Chat APIs RAG + Structured Output OpenAI + Anthropic April 2026
i
Prompt engineering is interface design, not spell casting. Strong prompts do not rely on magic words. They work because they set role, scope, evidence, format, and decision criteria so the model can navigate its latent space toward the answer shape you actually need.

Table of Contents

This handbook is organized around the core workflow prompt engineers use in production: define the message contract, pick the right prompting technique, improve reasoning reliability, inject external context safely, and force outputs into machine-readable structures.

Module 1: Anatomy of a Prompt
Message roles, decoding controls, and a baseline prompt contract that turns vague requests into stable model behavior.
Module 2: Core Prompting Techniques
Zero-shot, few-shot, and delimiter design for getting the model to parse your intent exactly once and correctly.
Module 3: Advanced Reasoning
Chain of Thought, self-consistency, and decomposition strategies for problems that require multi-step reasoning.
Module 4: Context Injection & RAG
Prompt layouts that keep retrieval grounded, reduce hallucination, and defend against weak or missing evidence.
Module 5: Enforcing JSON
Contracts, schemas, and API-level structure enforcement so downstream software can trust the response.

Operating Principles

The cleanest mental model is to treat prompt engineering like briefing a senior contractor. If you hand over a vague sentence, you get improvisation. If you provide scope, examples, evidence, constraints, and a required deliverable, you get a much better first draft.

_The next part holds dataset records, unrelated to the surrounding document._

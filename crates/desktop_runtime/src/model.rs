use std::fmt;

use crate::{
    config::DesktopConfig,
    selection::{DesktopIcon, IconSelection},
    taskbar::TaskbarRegistry,
    timer::CancellableTimer,
};

#[derive(Debug, Clone, Copy, PartialEq, Eq, PartialOrd, Ord, Hash)]
pub struct WindowId(pub u64);

impl WindowId {
    /// DOM id of the iframe hosting this window's content.
    pub fn frame_dom_id(self) -> String {
        format!("window-frame-{}", self.0)
    }
}

/// Stable identifier shared by a desktop icon and the window it opens.
#[derive(Debug, Clone, PartialEq, Eq, PartialOrd, Ord, Hash)]
pub struct WindowType(String);

impl WindowType {
    pub fn as_str(&self) -> &str {
        &self.0
    }
}

impl From<&str> for WindowType {
    fn from(value: &str) -> Self {
        Self(value.to_string())
    }
}

impl From<String> for WindowType {
    fn from(value: String) -> Self {
        Self(value)
    }
}

impl fmt::Display for WindowType {
    fn fmt(&self, f: &mut fmt::Formatter<'_>) -> fmt::Result {
        f.write_str(&self.0)
    }
}

#[derive(Debug, Clone, Copy, PartialEq, Eq)]
pub struct WindowRect {
    pub x: i32,
    pub y: i32,
    pub w: i32,
    pub h: i32,
}

impl WindowRect {
    pub fn offset(self, dx: i32, dy: i32) -> Self {
        Self {
            x: self.x + dx,
            y: self.y + dy,
            ..self
        }
    }

    pub fn clamped_min(self, min_w: i32, min_h: i32) -> Self {
        Self {
            w: self.w.max(min_w),
            h: self.h.max(min_h),
            ..self
        }
    }

    /// Keeps the rect inside `bounds`, preferring the top-left edge when it does not fit.
    pub fn bounded_within(self, bounds: WindowRect) -> Self {
        let max_x = (bounds.x + bounds.w - self.w).max(bounds.x);
        let max_y = (bounds.y + bounds.h - self.h).max(bounds.y);
        Self {
            x: self.x.clamp(bounds.x, max_x),
            y: self.y.clamp(bounds.y, max_y),
            ..self
        }
    }

    pub fn origin(self) -> PointerPosition {
        PointerPosition {
            x: self.x,
            y: self.y,
        }
    }

    pub fn center(self) -> PointerPosition {
        PointerPosition {
            x: self.x + self.w / 2,
            y: self.y + self.h / 2,
        }
    }
}

#[derive(Debug, Clone, Copy, PartialEq, Eq)]
pub struct PointerPosition {
    pub x: i32,
    pub y: i32,
}

/// Navigation-bar state for browser windows.
#[derive(Debug, Clone, PartialEq, Eq)]
pub struct BrowserNavState {
    pub url: String,
    /// Embedded pages are cross-origin and cannot report their session history to the shell,
    /// so both history flags stay cleared and the back/forward controls render disabled.
    pub can_go_back: bool,
    pub can_go_forward: bool,
    /// Bumped by every refresh so views can tell reloads apart.
    pub reload_count: u32,
}

impl BrowserNavState {
    pub fn new(url: String) -> Self {
        Self {
            url,
            can_go_back: false,
            can_go_forward: false,
            reload_count: 0,
        }
    }
}

#[derive(Debug, Clone, PartialEq, Eq)]
pub enum WindowKind {
    Basic,
    Browser(BrowserNavState),
}

/// In-flight visual transition of a window.
///
/// Logical flags (`minimized`, `maximized`) change when the transition starts; this enum only
/// tracks what the view is animating and, for `Closing`, that the record is on its way out.
#[derive(Debug, Clone, Copy, PartialEq, Eq)]
pub enum WindowTransition {
    Idle,
    Opening,
    Minimizing { toward: PointerPosition },
    Restoring { from: PointerPosition },
    Maximizing,
    Unmaximizing,
    Closing,
}

#[derive(Debug, Clone, PartialEq)]
pub struct WindowRecord {
    pub id: WindowId,
    pub window_type: WindowType,
    pub title: String,
    pub kind: WindowKind,
    pub content_url: String,
    pub rect: WindowRect,
    pub restore_rect: Option<WindowRect>,
    pub restore_anchor: Option<PointerPosition>,
    pub z_index: u64,
    pub minimized: bool,
    pub maximized: bool,
    pub transition: WindowTransition,
    pub transition_timer: CancellableTimer,
}

impl WindowRecord {
    pub fn is_closing(&self) -> bool {
        self.transition == WindowTransition::Closing
    }

    /// Minimized windows stay mounted but hidden once their minimize transition has ended.
    pub fn is_hidden(&self) -> bool {
        self.minimized && !matches!(self.transition, WindowTransition::Minimizing { .. })
    }

    pub fn is_browser(&self) -> bool {
        matches!(self.kind, WindowKind::Browser(_))
    }

    pub fn iframe_dom_id(&self) -> String {
        self.id.frame_dom_id()
    }
}

#[derive(Debug, Clone, PartialEq)]
pub struct DesktopState {
    pub next_window_id: u64,
    pub highest_z_index: u64,
    pub windows: Vec<WindowRecord>,
    pub taskbar: TaskbarRegistry,
    pub selection: IconSelection,
    /// Armed by window control buttons to swallow the titlebar double-click they can produce.
    pub control_guard: CancellableTimer,
}

impl Default for DesktopState {
    fn default() -> Self {
        Self {
            next_window_id: 1,
            highest_z_index: 0,
            windows: Vec::new(),
            taskbar: TaskbarRegistry::default(),
            selection: IconSelection::default(),
            control_guard: CancellableTimer::default(),
        }
    }
}

impl DesktopState {
    /// Builds the boot state with one desktop icon per catalog entry shown on the desktop.
    pub fn new(config: &DesktopConfig) -> Self {
        let icons = config
            .windows
            .iter()
            .filter(|entry| entry.show_on_desktop)
            .map(|entry| DesktopIcon::new(entry.window_type.as_str(), &entry.title, &entry.icon))
            .collect();
        Self {
            selection: IconSelection::new(icons),
            ..Self::default()
        }
    }

    pub fn window(&self, window_id: WindowId) -> Option<&WindowRecord> {
        self.windows.iter().find(|w| w.id == window_id)
    }

    pub fn window_by_type(&self, window_type: &WindowType) -> Option<&WindowRecord> {
        self.windows.iter().find(|w| &w.window_type == window_type)
    }

    /// The non-minimized, non-closing window with the highest z-index.
    pub fn top_window_id(&self) -> Option<WindowId> {
        crate::window_manager::top_window(&self.windows).map(|w| w.id)
    }
}

#[derive(Debug, Clone, Copy, PartialEq, Eq)]
pub enum ResizeEdge {
    North,
    South,
    East,
    West,
    NorthEast,
    NorthWest,
    SouthEast,
    SouthWest,
}

impl ResizeEdge {
    pub const ALL: [ResizeEdge; 8] = [
        ResizeEdge::North,
        ResizeEdge::South,
        ResizeEdge::East,
        ResizeEdge::West,
        ResizeEdge::NorthEast,
        ResizeEdge::NorthWest,
        ResizeEdge::SouthEast,
        ResizeEdge::SouthWest,
    ];
}

#[derive(Debug, Clone, PartialEq, Eq)]
pub struct DragSession {
    pub window_id: WindowId,
    pub pointer_start: PointerPosition,
    pub rect_start: WindowRect,
    pub bounds: WindowRect,
}

#[derive(Debug, Clone, PartialEq, Eq)]
pub struct ResizeSession {
    pub window_id: WindowId,
    pub edge: ResizeEdge,
    pub pointer_start: PointerPosition,
    pub rect_start: WindowRect,
}

#[derive(Debug, Clone, PartialEq, Eq, Default)]
pub struct InteractionState {
    pub dragging: Option<DragSession>,
    pub resizing: Option<ResizeSession>,
}

impl InteractionState {
    /// True while a drag or resize gesture is in progress; embedded pages ignore the pointer then.
    pub fn gesture_active(&self) -> bool {
        self.dragging.is_some() || self.resizing.is_some()
    }

    /// Drops any gesture that targets `window_id`.
    pub fn release_window(&mut self, window_id: WindowId) {
        if self
            .dragging
            .as_ref()
            .is_some_and(|session| session.window_id == window_id)
        {
            self.dragging = None;
        }
        if self
            .resizing
            .as_ref()
            .is_some_and(|session| session.window_id == window_id)
        {
            self.resizing = None;
        }
    }
}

Role -> Context -> Task -> Constraints -> Output Contract

Module 1: System vs. User vs. Assistant

In the Chat Completions model, message roles are not cosmetic labels. They are part of the instruction hierarchy. A simple analogy is a film set: the system message is the director's brief, the user message is today's scene request, and prior assistant messages are continuity notes from earlier takes.

RolePurposeWhen to Use It
SystemSets durable behavior, persona, guardrails, and priorities.Use for policies, tone, output rules, and non-negotiable constraints.
UserProvides the live task, inputs, and clarifying requirements.Use for the actual work request and runtime context.
AssistantRepresents prior model responses or inserted exemplars.Use in chat history or few-shot demonstrations when continuity matters.
System message template

You are {{assistant_persona}}.
Your job is to {{primary_responsibility}}.
Always prioritize:
1. {{priority_one}}
2. {{priority_two}}
3. {{priority_three}}

Never do the following:
- {{forbidden_action_one}}
- {{forbidden_action_two}}

When information is missing, ask for {{missing_information_policy}}.

User message template

Context:
{{context}}

Task:
{{task}}

Constraints:
{{constraints}}

Desired output:
{{output_format}}
from typing import Any

from openai import OpenAI


client = OpenAI()


def run_message_stack(system_prompt: str, user_prompt: str) -> str:
    response = client.chat.completions.create(
        model="gpt-4.1-mini",
        temperature=0.2,
        messages=[
            {"role": "system", "content": system_prompt},
            {"role": "user", "content": user_prompt},
        ],
    )
    return response.choices[0].message.content or ""

Hyperparameters

Hyperparameters control sampling behavior, not truthfulness. Think of them like steering sensitivity in a vehicle: lower values keep the model tightly on rails, higher values allow more variation. For code generation and extraction, stability usually wins. For ideation and copywriting, controlled variation helps.

Temperature
Lower for deterministic tasks like coding, classification, extraction, or policy answers. Higher for brainstorming and creative writing.
Top-P
Nucleus sampling cap. Usually leave it alone unless you are explicitly tuning generation diversity.
Frequency / Presence
Useful when repetition is the problem, especially in creative tasks or long generations. Usually keep near default for code or structured outputs.
Task tuning prompt header

Task type: {{task_type}}
Risk tolerance: {{risk_tolerance}}
Need for novelty: {{novelty_level}}
Need for exact wording: {{exactness_level}}
from openai import OpenAI


client = OpenAI()


def complete_task(task_prompt: str, creative: bool) -> str:
    response = client.chat.completions.create(
        model="gpt-4.1-mini",
        temperature=0.8 if creative else 0.1,
        top_p=1.0,
        frequency_penalty=0.3 if creative else 0.0,
        presence_penalty=0.2 if creative else 0.0,
        messages=[{"role": "user", "content": task_prompt}],
    )
    return response.choices[0].message.content or ""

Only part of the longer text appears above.